This post is best viewed using the light theme.

This post uses GA to generate a high-quality solution to the Traveling Salesman Problem.

Traveling Salesman Problem using Genetic Algorithm

This blog post is regarding using a genetic algorithm to solve the Traveling Salesman Problem. In a one-liner, the TSP asks the following question: Given a list of cities and the distances between each pair of the cities, what is the shortest possible route that visits each city and returns to the origin city?"

The conditions in this scenario are that no point can be visited twice and it must return to the starting point. The selected starting point here is New York. (The starting point does not matter in this scenario.). There are times, that a point maybe the revisited more than once to achieve a better solution. The number of cities in this scenario is 13. In this specific implementation, it will never visit the same city twice.

The inspiration for this post is based on the google OR-Tools found here. This blog post; uses Genetic Algorithm to obtain the answer. It is implemented with a web worker which runs in the browser based on JavaScript.

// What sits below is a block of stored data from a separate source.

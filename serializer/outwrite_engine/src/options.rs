bitflags::bitflags! {
    /// Formatting flags read by the encoders.
    ///
    /// An [`crate::Engine`] stores the raw bitmask; bits with no meaning here
    /// are dropped when the flags are read back.
    #[derive(Debug, Clone, Copy, PartialEq, Eq, Hash, Default)]
    pub struct Options: u32 {
        /// Indents JSON, native and markup output.
        const PRETTY_PRINT = 1;

        /// Encodes JSON sequences as objects keyed by position.
        const FORCE_OBJECT = 1 << 1;

        /// Ends tabular lines with `\r\n` instead of `\n`.
        const CRLF = 1 << 2;

        /// Omits the header line of tabular output.
        const NO_HEADER = 1 << 3;
    }
}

I will also reuse the genetic algorithm implementation written for another blog post however with different fitness functions and different cross-over methodologies.

Location Coordinates Shorthand
New York 40, -74 A
Los Angeles 34, -118 B
Chicago 41, -87 C
Minneapolis 44, -93 D
Denver 39, -104 E
Dallas 32,-96 F
Seattle 47,-122 G
Boston 42,-71 H
San Francisco 37,-122 I
St. Louis 38,-90 J
Houston 29,-95 K
Phoenix 33,-111 L
Salt Lake City 40,-111 M

Total number of cities - 13.

For the Genetic Algorithm to work, a distance matrix needs to be given to it. This distance matrix is based on the “Euclidean Distance” and not the road network distance. The distance matrix is obtained from here which has 13 cities in the United States.

The Genetic Algorithm Solution

Please click run to see the results based on different cross over and selection methods. You can repeat this for different methodologies

It can be observed that the selection method random tends to not give a good result as it would defeat the purpose of the GA algorithm. The current mutation rate of the GA is set to 0.2 for this purpose. The starting population size is set to 20.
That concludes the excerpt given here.